Your instructions >> Report, as a bare number, how many lines in the data contain "owns".

[Start of section]

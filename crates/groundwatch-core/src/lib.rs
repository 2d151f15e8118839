//! Domain logic for the Groundwatch incident backend.
//!
//! This crate owns the pure and self-contained pieces the HTTP surface is
//! built on: geographic distance, request rate limiting, and analytics
//! aggregation, plus the typed configuration tree.
//!
//! # Modules
//!
//! - [`config`] -- Configuration loading from `groundwatch-config.yaml`
//!   into strongly-typed structs.
//! - [`geo`] -- Haversine great-circle distance and radius queries over
//!   located records.
//! - [`limiter`] -- Per-client fixed-window rate limiting with a
//!   background eviction sweep.
//! - [`trends`] -- Daily trend buckets, pending-age averages, and grouped
//!   counts for the analytics endpoints.

pub mod config;
pub mod geo;
pub mod limiter;
pub mod trends;
//! The [`IncidentStore`] trait and its query types.
//!
//! The store is a data-access layer only: filtering by indexed fields,
//! ordering, and pagination. Geo radius filtering and analytics
//! aggregation happen above the store, over lists fetched from it, so
//! both backends produce identical results down to tie-breaking.
//!
//! The canonical list order everywhere is newest first: `created_at`
//! descending, then id descending. Aggregation code relies on that order
//! being the same across backends.

use async_trait::async_trait;
use chrono::{DateTime, Utc};
use groundwatch_types::{
    CrowdReport, CrowdReportId, CrowdReportPatch, EmergencyType, ReportStatus, ReportType,
    Severity, SosRequest, SosRequestId, SosRequestPatch, SosStatus,
};

use crate::error::StoreError;

/// Filter, ordering, and pagination for crowd report listings.
///
/// Empty `statuses` means any status. `limit: None` means unbounded,
/// which analytics uses to fetch the full set.
#[derive(Debug, Clone, Default, PartialEq)]
pub struct CrowdReportQuery {
    /// Admissible statuses; empty admits all.
    pub statuses: Vec<ReportStatus>,
    /// Exact severity match, if filtering.
    pub severity: Option<Severity>,
    /// Exact hazard type match, if filtering.
    pub report_type: Option<ReportType>,
    /// Maximum rows returned; `None` is unbounded.
    pub limit: Option<u64>,
    /// Rows skipped from the front of the ordered result.
    pub offset: u64,
}

impl CrowdReportQuery {
    /// Whether a report passes every filter in this query.
    pub fn matches(&self, report: &CrowdReport) -> bool {
        (self.statuses.is_empty() || self.statuses.contains(&report.status))
            && self.severity.is_none_or(|severity| report.severity == severity)
            && self
                .report_type
                .is_none_or(|report_type| report.report_type == report_type)
    }
}

/// Filter, ordering, and pagination for SOS request listings.
#[derive(Debug, Clone, Default, PartialEq)]
pub struct SosRequestQuery {
    /// Admissible statuses; empty admits all.
    pub statuses: Vec<SosStatus>,
    /// Exact emergency type match, if filtering.
    pub emergency_type: Option<EmergencyType>,
    /// Maximum rows returned; `None` is unbounded.
    pub limit: Option<u64>,
    /// Rows skipped from the front of the ordered result.
    pub offset: u64,
}

impl SosRequestQuery {
    /// Whether a request passes every filter in this query.
    pub fn matches(&self, request: &SosRequest) -> bool {
        (self.statuses.is_empty() || self.statuses.contains(&request.status))
            && self
                .emergency_type
                .is_none_or(|emergency_type| request.emergency_type == emergency_type)
    }
}

/// How many records a retention purge removed, per table.
#[derive(Debug, Clone, Copy, Default, PartialEq, Eq)]
pub struct PurgeCounts {
    /// Resolved crowd reports deleted.
    pub crowd_reports: u64,
    /// Resolved SOS requests deleted.
    pub sos_requests: u64,
}

impl PurgeCounts {
    /// Total records deleted across both tables.
    pub const fn total(self) -> u64 {
        self.crowd_reports.saturating_add(self.sos_requests)
    }
}

/// Persistence operations over both incident tables.
///
/// Implementations must make `upvote_crowd_report` atomic: concurrent
/// upvotes of the same report each land, none lost to read-modify-write
/// races. Status transition rules are enforced by the caller, not here.
#[async_trait]
pub trait IncidentStore: Send + Sync {
    /// Insert a fully-built crowd report.
    ///
    /// # Errors
    ///
    /// Returns [`StoreError::Conflict`] if the id already exists.
    async fn insert_crowd_report(&self, report: &CrowdReport) -> Result<(), StoreError>;

    /// Fetch one crowd report by id.
    ///
    /// # Errors
    ///
    /// Returns [`StoreError::NotFound`] if no such report exists.
    async fn get_crowd_report(&self, id: CrowdReportId) -> Result<CrowdReport, StoreError>;

    /// List crowd reports matching `query`, newest first.
    ///
    /// # Errors
    ///
    /// Returns [`StoreError::Database`] if the backend query fails.
    async fn list_crowd_reports(
        &self,
        query: &CrowdReportQuery,
    ) -> Result<Vec<CrowdReport>, StoreError>;

    /// Apply a partial update and return the updated record.
    ///
    /// # Errors
    ///
    /// Returns [`StoreError::NotFound`] if no such report exists.
    async fn update_crowd_report(
        &self,
        id: CrowdReportId,
        patch: &CrowdReportPatch,
        now: DateTime<Utc>,
    ) -> Result<CrowdReport, StoreError>;

    /// Atomically add one upvote and return the updated record.
    ///
    /// # Errors
    ///
    /// Returns [`StoreError::NotFound`] if no such report exists.
    async fn upvote_crowd_report(
        &self,
        id: CrowdReportId,
        now: DateTime<Utc>,
    ) -> Result<CrowdReport, StoreError>;

    /// Delete one crowd report.
    ///
    /// # Errors
    ///
    /// Returns [`StoreError::NotFound`] if no such report exists.
    async fn delete_crowd_report(&self, id: CrowdReportId) -> Result<(), StoreError>;

    /// Insert a fully-built SOS request.
    ///
    /// # Errors
    ///
    /// Returns [`StoreError::Conflict`] if the id already exists.
    async fn insert_sos_request(&self, request: &SosRequest) -> Result<(), StoreError>;

    /// Fetch one SOS request by id.
    ///
    /// # Errors
    ///
    /// Returns [`StoreError::NotFound`] if no such request exists.
    async fn get_sos_request(&self, id: SosRequestId) -> Result<SosRequest, StoreError>;

    /// List SOS requests matching `query`, newest first.
    ///
    /// # Errors
    ///
    /// Returns [`StoreError::Database`] if the backend query fails.
    async fn list_sos_requests(
        &self,
        query: &SosRequestQuery,
    ) -> Result<Vec<SosRequest>, StoreError>;

    /// Apply a partial update and return the updated record.
    ///
    /// # Errors
    ///
    /// Returns [`StoreError::NotFound`] if no such request exists.
    async fn update_sos_request(
        &self,
        id: SosRequestId,
        patch: &SosRequestPatch,
        now: DateTime<Utc>,
    ) -> Result<SosRequest, StoreError>;

    /// Delete one SOS request.
    ///
    /// # Errors
    ///
    /// Returns [`StoreError::NotFound`] if no such request exists.
    async fn delete_sos_request(&self, id: SosRequestId) -> Result<(), StoreError>;

    /// Delete resolved incidents last touched before `cutoff`.
    ///
    /// # Errors
    ///
    /// Returns [`StoreError::Database`] if the backend query fails.
    async fn purge_resolved_before(
        &self,
        cutoff: DateTime<Utc>,
    ) -> Result<PurgeCounts, StoreError>;
}
//! Time-bucketed and grouped aggregation for the analytics endpoints.
//!
//! All bucketing is by UTC calendar day. A trend window of `days` covers
//! today and the `days - 1` days before it, and every day in the window
//! gets a bucket even when nothing happened on it, so charts render a
//! contiguous axis without client-side gap filling.

use std::collections::BTreeMap;

use chrono::{DateTime, Days, Utc};
use groundwatch_types::TrendPoint;

/// Count `created` timestamps into daily buckets over the trailing window.
///
/// The window is the `days` UTC dates ending at `now`'s date, inclusive.
/// Timestamps outside the window are ignored. Buckets come back oldest
/// first, one per day, zero-filled.
pub fn daily_trend<I>(created: I, days: u32, now: DateTime<Utc>) -> Vec<TrendPoint>
where
    I: IntoIterator<Item = DateTime<Utc>>,
{
    let today = now.date_naive();
    let mut buckets = BTreeMap::new();
    for offset in 0..days {
        if let Some(date) = today.checked_sub_days(Days::new(u64::from(offset))) {
            buckets.insert(date, 0_u64);
        }
    }

    for timestamp in created {
        if let Some(count) = buckets.get_mut(&timestamp.date_naive()) {
            *count = count.saturating_add(1);
        }
    }

    buckets
        .into_iter()
        .map(|(date, count)| TrendPoint { date, count })
        .collect()
}

/// Mean age in minutes of the given `created` timestamps, rounded to the
/// nearest whole minute. Returns 0 when the input is empty.
///
/// Ages are measured against `now`; a timestamp from the future (clock
/// skew between writers) contributes zero rather than a negative age.
pub fn average_pending_minutes<I>(created: I, now: DateTime<Utc>) -> u64
where
    I: IntoIterator<Item = DateTime<Utc>>,
{
    let mut count: u64 = 0;
    let mut total_secs: u64 = 0;
    for timestamp in created {
        let age_secs = now.signed_duration_since(timestamp).num_seconds().max(0);
        total_secs = total_secs.saturating_add(u64::try_from(age_secs).unwrap_or(0));
        count = count.saturating_add(1);
    }

    if count == 0 {
        return 0;
    }

    // Round half up: add half a minute per sample before dividing.
    let half = count.saturating_mul(30);
    let denom = count.saturating_mul(60);
    total_secs.saturating_add(half).checked_div(denom).unwrap_or(0)
}

/// Count occurrences of each key, ordered by count descending.
///
/// Keys tied on count keep the order in which they first appeared in the
/// input, which makes the output stable across runs for chart legends.
pub fn group_counts<K, I>(keys: I) -> Vec<(K, u64)>
where
    K: PartialEq,
    I: IntoIterator<Item = K>,
{
    let mut counts: Vec<(K, u64)> = Vec::new();
    for key in keys {
        if let Some(entry) = counts.iter_mut().find(|(seen, _)| *seen == key) {
            entry.1 = entry.1.saturating_add(1);
        } else {
            counts.push((key, 1));
        }
    }
    counts.sort_by(|a, b| b.1.cmp(&a.1));
    counts
}
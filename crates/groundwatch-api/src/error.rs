//! Error type for the HTTP surface.
//!
//! [`ApiError`] is the single error every handler returns; its
//! [`IntoResponse`] impl maps each variant onto a status code and a JSON
//! body with a stable machine-readable `kind` next to the human-readable
//! `error` message. Storage failures are logged server-side and answered
//! with a generic message so internal details never reach clients.

use axum::http::{StatusCode, header};
use axum::response::{IntoResponse, Response};
use groundwatch_service::ServiceError;
use serde_json::json;
use tracing::error;

/// Errors that can occur in the API layer.
#[derive(Debug, thiserror::Error)]
pub enum ApiError {
    /// A request body failed field validation; carries per-field detail.
    #[error("validation failed")]
    Validation(#[from] validator::ValidationErrors),

    /// A path or query parameter is malformed or missing.
    #[error("{0}")]
    BadRequest(String),

    /// The addressed record does not exist.
    #[error("{0}")]
    NotFound(&'static str),

    /// The request is valid but collides with current state.
    #[error("{0}")]
    Conflict(String),

    /// The client is past its request budget for the current window.
    #[error("rate limited, retry in {retry_after_secs}s")]
    RateLimited {
        /// Whole seconds until the client's window resets.
        retry_after_secs: u64,
    },

    /// Something failed underneath; the detail is logged, not echoed.
    #[error("internal error")]
    Internal(String),
}

impl From<ServiceError> for ApiError {
    fn from(err: ServiceError) -> Self {
        match err {
            ServiceError::NotFound(what) => Self::NotFound(what),
            ServiceError::Conflict(message) => Self::Conflict(message),
            ServiceError::Store(source) => Self::Internal(source.to_string()),
        }
    }
}

impl IntoResponse for ApiError {
    fn into_response(self) -> Response {
        match self {
            Self::Validation(errors) => (
                StatusCode::BAD_REQUEST,
                axum::Json(json!({
                    "kind": "validation_error",
                    "error": "Validation failed",
                    "details": errors,
                })),
            )
                .into_response(),
            Self::BadRequest(message) => {
                plain(StatusCode::BAD_REQUEST, "validation_error", &message)
            }
            Self::NotFound(message) => plain(StatusCode::NOT_FOUND, "not_found", message),
            Self::Conflict(message) => plain(StatusCode::CONFLICT, "conflict", &message),
            Self::RateLimited { retry_after_secs } => (
                StatusCode::TOO_MANY_REQUESTS,
                [(header::RETRY_AFTER, retry_after_secs.to_string())],
                axum::Json(json!({
                    "kind": "rate_limited",
                    "error": "Too many requests",
                    "retry_after_secs": retry_after_secs,
                })),
            )
                .into_response(),
            Self::Internal(detail) => {
                error!(error = %detail, "request failed on an internal error");
                plain(
                    StatusCode::INTERNAL_SERVER_ERROR,
                    "internal",
                    "Internal server error",
                )
            }
        }
    }
}

/// Build a `{kind, error}` response body with the given status.
fn plain(status: StatusCode, kind: &str, message: &str) -> Response {
    (
        status,
        axum::Json(json!({
            "kind": kind,
            "error": message,
        })),
    )
        .into_response()
}
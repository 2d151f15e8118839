//! HTTP + `WebSocket` surface for the Groundwatch backend.
//!
//! This crate provides the Axum server that exposes:
//!
//! - **REST endpoints** under `/api` for crowd reports, SOS requests,
//!   and the analytics views, all backed by the incident service
//! - **`WebSocket` endpoint** (`/ws`) streaming channel-filtered
//!   broadcast envelopes to the live map
//! - **Admission middleware** charging every API request against its
//!   client's fixed rate window
//!
//! # Architecture
//!
//! Handlers are thin: validate at the boundary, call one
//! [`IncidentService`] method, map the result onto a response. All error
//! responses share one JSON shape (`kind` + `error`), produced by
//! [`error::ApiError`]. The `WebSocket` side owns no state beyond its
//! connection registration; fan-out and slow-consumer policy live in
//! `groundwatch-broadcast`.
//!
//! [`IncidentService`]: groundwatch_service::IncidentService

pub mod error;
pub mod handlers;
pub mod limit;
pub mod requests;
pub mod router;
pub mod server;
pub mod state;
pub mod ws;

// Re-export primary types for convenience.
pub use error::ApiError;
pub use router::{build_router, build_router_with_live_feed};
pub use server::{ServerError, start_server};
pub use state::AppState;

[End of section]

Task response >> 2